- Born: May 8, 1937 Waterloo, Iowa, U.S.
- Died: April 24, 2009 (aged 71) Chicago, Illinois, U.S.
- Education: Theodore Roosevelt High School University of Chicago
- Occupation: Historian
- Parent(s): Ole Hellie Elizabeth Larsen

= Richard Hellie =

American historian (1937–2009)

Richard Hellie (May 8, 1937 – April 24, 2009) was an American historian.

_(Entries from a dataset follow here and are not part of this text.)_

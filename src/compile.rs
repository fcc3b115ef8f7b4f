use std::collections::{BTreeMap, HashMap, HashSet, VecDeque};

use crate::config::MAX_REFERENCE_DEPTH;
use crate::types::{CompiledExpr, CompiledRule};
use crate::{
    EventTable, Expr, FeedbackDescriptor, FieldKind, FieldPath, NodeField, Rule, RuleGraph,
    RuleGraphError,
};

pub(crate) fn compile(
    rules: &[Rule],
    events: BTreeMap<String, FeedbackDescriptor>,
) -> Result<RuleGraph, RuleGraphError> {
    check_duplicates(rules)?;

    let positions: HashMap<&str, usize> = rules
        .iter()
        .enumerate()
        .map(|(i, r)| (r.name.as_str(), i))
        .collect();

    check_references(rules, &positions)?;

    let order = topological_sort(rules, &positions)?;

    let rule_indices: HashMap<String, usize> = order
        .iter()
        .enumerate()
        .map(|(i, &pos)| (rules[pos].name.clone(), i))
        .collect();

    let compiled_rules = order
        .iter()
        .map(|&pos| {
            let rule = &rules[pos];
            Ok(CompiledRule {
                name: rule.name.clone(),
                body: compile_expr(&rule.body, &rule.name, &rule_indices)?,
            })
        })
        .collect::<Result<Vec<_>, RuleGraphError>>()?;

    check_reference_depth(&compiled_rules)?;

    tracing::debug!(
        rules = compiled_rules.len(),
        events = events.len(),
        "compiled rule graph"
    );

    Ok(RuleGraph {
        rules: compiled_rules,
        rule_indices,
        events: EventTable::from_map(events),
    })
}

fn check_duplicates(rules: &[Rule]) -> Result<(), RuleGraphError> {
    let mut seen = HashSet::new();
    for rule in rules {
        if !seen.insert(&rule.name) {
            return Err(RuleGraphError::DuplicateRule {
                name: rule.name.clone(),
            });
        }
    }
    Ok(())
}

fn check_references(
    rules: &[Rule],
    positions: &HashMap<&str, usize>,
) -> Result<(), RuleGraphError> {
    for rule in rules {
        if let Some(missing) = collect_rule_refs(&rule.body)
            .into_iter()
            .find(|name| !positions.contains_key(name))
        {
            return Err(RuleGraphError::UndefinedRuleRef {
                rule: rule.name.clone(),
                reference: missing.to_owned(),
            });
        }
    }
    Ok(())
}

/// Distinct rule references of an expression, in first-use order.
fn collect_rule_refs(expr: &Expr) -> Vec<&str> {
    let mut refs = Vec::new();
    collect_rule_refs_inner(expr, &mut refs);
    refs
}

fn collect_rule_refs_inner<'a>(expr: &'a Expr, refs: &mut Vec<&'a str>) {
    match expr {
        Expr::RuleRef(name) => {
            if !refs.contains(&name.as_str()) {
                refs.push(name);
            }
        }
        Expr::Text(_) | Expr::Bool(_) | Expr::Field(_) => {}
        Expr::Template { args: items, .. }
        | Expr::Fallback(items)
        | Expr::Join { parts: items, .. } => {
            for item in items {
                collect_rule_refs_inner(item, refs);
            }
        }
        Expr::Compare { left, right, .. }
        | Expr::And(left, right)
        | Expr::Or(left, right)
        | Expr::ConditionalPrepend {
            prefix: left,
            value: right,
        } => {
            collect_rule_refs_inner(left, refs);
            collect_rule_refs_inner(right, refs);
        }
        Expr::Not(inner)
        | Expr::ForEachChild { body: inner, .. }
        | Expr::ForReference { body: inner, .. } => collect_rule_refs_inner(inner, refs),
        Expr::If {
            condition,
            then,
            otherwise,
        } => {
            collect_rule_refs_inner(condition, refs);
            collect_rule_refs_inner(then, refs);
            if let Some(otherwise) = otherwise {
                collect_rule_refs_inner(otherwise, refs);
            }
        }
        Expr::Switch { key, cases } => {
            collect_rule_refs_inner(key, refs);
            for case in cases.values() {
                collect_rule_refs_inner(case, refs);
            }
        }
    }
}

/// Kahn's algorithm over declaration positions. Ties are broken by
/// declaration order, so the result is deterministic.
fn topological_sort(
    rules: &[Rule],
    positions: &HashMap<&str, usize>,
) -> Result<Vec<usize>, RuleGraphError> {
    let deps: Vec<Vec<usize>> = rules
        .iter()
        .map(|rule| {
            collect_rule_refs(&rule.body)
                .into_iter()
                .filter_map(|name| positions.get(name).copied())
                .collect()
        })
        .collect();

    // dependents[x] = rules that reference x
    let mut dependents: Vec<Vec<usize>> = vec![Vec::new(); rules.len()];
    let mut in_degree: Vec<usize> = vec![0; rules.len()];
    for (pos, rule_deps) in deps.iter().enumerate() {
        for &dep in rule_deps {
            dependents[dep].push(pos);
            in_degree[pos] += 1;
        }
    }

    let mut queue: VecDeque<usize> = (0..rules.len()).filter(|&i| in_degree[i] == 0).collect();
    let mut sorted = Vec::with_capacity(rules.len());

    while let Some(pos) = queue.pop_front() {
        for &dependent in &dependents[pos] {
            in_degree[dependent] -= 1;
            if in_degree[dependent] == 0 {
                queue.push_back(dependent);
            }
        }
        sorted.push(pos);
    }

    if sorted.len() != rules.len() {
        let path = find_cycle(&deps)
            .into_iter()
            .map(|pos| rules[pos].name.clone())
            .collect();
        return Err(RuleGraphError::CyclicDependency { path });
    }

    Ok(sorted)
}

/// Reject graphs whose longest `%reference` chain exceeds
/// [`MAX_REFERENCE_DEPTH`]. `rules` must be in dependency order.
pub(crate) fn check_reference_depth(rules: &[CompiledRule]) -> Result<(), RuleGraphError> {
    let mut depths: Vec<usize> = Vec::with_capacity(rules.len());
    for rule in rules {
        let depth = 1 + rule
            .dependencies()
            .into_iter()
            .filter_map(|dep| depths.get(dep).copied())
            .max()
            .unwrap_or(0);
        if depth > MAX_REFERENCE_DEPTH {
            return Err(RuleGraphError::ReferenceChainTooDeep {
                rule: rule.name.clone(),
                depth,
                limit: MAX_REFERENCE_DEPTH,
            });
        }
        depths.push(depth);
    }
    Ok(())
}

#[derive(Clone, Copy, PartialEq, Eq)]
enum DfsState {
    Unvisited,
    InStack,
    Done,
}

/// DFS-based cycle finder for error reporting. The returned path repeats
/// its first rule at the end.
///
/// Frames are `(rule, next edge)` pairs on an explicit stack, so long
/// cycles cannot exhaust the thread stack.
fn find_cycle(deps: &[Vec<usize>]) -> Vec<usize> {
    let mut state = vec![DfsState::Unvisited; deps.len()];
    let mut frames: Vec<(usize, usize)> = Vec::new();

    for start in 0..deps.len() {
        if state[start] != DfsState::Unvisited {
            continue;
        }
        state[start] = DfsState::InStack;
        frames.push((start, 0));

        while let Some(frame) = frames.last_mut() {
            let (node, edge) = *frame;
            let Some(&next) = deps[node].get(edge) else {
                frames.pop();
                state[node] = DfsState::Done;
                continue;
            };
            frame.1 += 1;

            match state[next] {
                DfsState::InStack => {
                    if let Some(at) = frames.iter().position(|&(n, _)| n == next) {
                        let mut cycle: Vec<usize> = frames[at..].iter().map(|&(n, _)| n).collect();
                        cycle.push(next);
                        return cycle;
                    }
                }
                DfsState::Unvisited => {
                    state[next] = DfsState::InStack;
                    frames.push((next, 0));
                }
                DfsState::Done => {}
            }
        }
    }
    Vec::new()
}

fn resolve_field(rule: &str, path: &str) -> Result<FieldPath, RuleGraphError> {
    FieldPath::resolve(path).ok_or_else(|| RuleGraphError::UndefinedField {
        rule: rule.to_owned(),
        field: path.to_owned(),
    })
}

/// Resolve a node field that must have the given kind.
fn resolve_node_field(
    rule: &str,
    path: &str,
    expected: FieldKind,
) -> Result<NodeField, RuleGraphError> {
    match resolve_field(rule, path)? {
        FieldPath::Node(field) if field.kind() == expected => Ok(field),
        _ => Err(RuleGraphError::FieldKindMismatch {
            rule: rule.to_owned(),
            field: path.to_owned(),
            expected,
        }),
    }
}

fn compile_all(
    items: &[Expr],
    rule: &str,
    rule_indices: &HashMap<String, usize>,
) -> Result<Vec<CompiledExpr>, RuleGraphError> {
    items
        .iter()
        .map(|e| compile_expr(e, rule, rule_indices))
        .collect()
}

fn compile_boxed(
    expr: &Expr,
    rule: &str,
    rule_indices: &HashMap<String, usize>,
) -> Result<Box<CompiledExpr>, RuleGraphError> {
    compile_expr(expr, rule, rule_indices).map(Box::new)
}

/// Resolve field paths and rule references of `expr`, owned by `rule`.
pub(crate) fn compile_expr(
    expr: &Expr,
    rule: &str,
    rule_indices: &HashMap<String, usize>,
) -> Result<CompiledExpr, RuleGraphError> {
    let compiled = match expr {
        Expr::Text(text) => CompiledExpr::Text(text.clone()),
        Expr::Bool(b) => CompiledExpr::Bool(*b),
        Expr::Field(path) => CompiledExpr::Field(resolve_field(rule, path)?),
        Expr::RuleRef(name) => match rule_indices.get(name) {
            Some(&idx) => CompiledExpr::RuleRef(idx),
            None => {
                return Err(RuleGraphError::UndefinedRuleRef {
                    rule: rule.to_owned(),
                    reference: name.clone(),
                })
            }
        },
        Expr::Template { name, args } => CompiledExpr::Template {
            name: name.clone(),
            args: compile_all(args, rule, rule_indices)?,
        },
        Expr::Compare { left, op, right } => CompiledExpr::Compare {
            left: compile_boxed(left, rule, rule_indices)?,
            op: *op,
            right: compile_boxed(right, rule, rule_indices)?,
        },
        Expr::And(a, b) => CompiledExpr::And(
            compile_boxed(a, rule, rule_indices)?,
            compile_boxed(b, rule, rule_indices)?,
        ),
        Expr::Or(a, b) => CompiledExpr::Or(
            compile_boxed(a, rule, rule_indices)?,
            compile_boxed(b, rule, rule_indices)?,
        ),
        Expr::Not(inner) => CompiledExpr::Not(compile_boxed(inner, rule, rule_indices)?),
        Expr::If {
            condition,
            then,
            otherwise,
        } => CompiledExpr::If {
            condition: compile_boxed(condition, rule, rule_indices)?,
            then: compile_boxed(then, rule, rule_indices)?,
            otherwise: otherwise
                .as_deref()
                .map(|e| compile_boxed(e, rule, rule_indices))
                .transpose()?,
        },
        Expr::Fallback(items) => CompiledExpr::Fallback(compile_all(items, rule, rule_indices)?),
        Expr::Join { parts, separator } => CompiledExpr::Join {
            parts: compile_all(parts, rule, rule_indices)?,
            separator: separator.clone(),
        },
        Expr::ForEachChild { collection, body } => CompiledExpr::ForEachChild {
            collection: resolve_node_field(rule, collection, FieldKind::ActionList)?,
            body: compile_boxed(body, rule, rule_indices)?,
        },
        Expr::ForReference { field, body } => CompiledExpr::ForReference {
            field: resolve_node_field(rule, field, FieldKind::ActionRef)?,
            body: compile_boxed(body, rule, rule_indices)?,
        },
        Expr::Switch { key, cases } => CompiledExpr::Switch {
            key: compile_boxed(key, rule, rule_indices)?,
            cases: cases
                .iter()
                .map(|(case, body)| Ok((case.clone(), compile_expr(body, rule, rule_indices)?)))
                .collect::<Result<BTreeMap<_, _>, RuleGraphError>>()?,
        },
        Expr::ConditionalPrepend { prefix, value } => CompiledExpr::ConditionalPrepend {
            prefix: compile_boxed(prefix, rule, rule_indices)?,
            value: compile_boxed(value, rule, rule_indices)?,
        },
    };
    Ok(compiled)
}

Richard Hellie was born in Waterloo, Iowa, on May 8, 1937, to Ole Hellie and Elizabeth Larsen. His mother was a schoolteacher, and his father was a journalist. Ole worked successively for newspapers in Minnesota, Wisconsin, Missouri, Nebraska, and Iowa before joining the Des Moines Register in 1941, where he covered Nazi war crimes. Richard Hellie's interest in Russian history was sparked upon reading a children's book about Soviet partisans. He attended Theodore Roosevelt High School, where he played football. Following completion of the eleventh grade, Hellie enrolled at the University of Chicago. He completed a bachelor's degree in 1958, followed by a doctorate in 1965, and subsequently began teaching at Rutgers University. He returned to Chicago in 1966, and was later appointed Thomas E. Donnelly Professor in History. While on the faculty of the University of Chicago, Hellie served as editor of the journal Russian History for two decades. He died of complications from esophageal cancer at home in Hyde Park, Chicago, on April 24, 2009, aged 71.

Four scrapbooks about Harry S. Truman that Hellie created at the age of sixteen are held by the Harry S. Truman Presidential Library and Museum.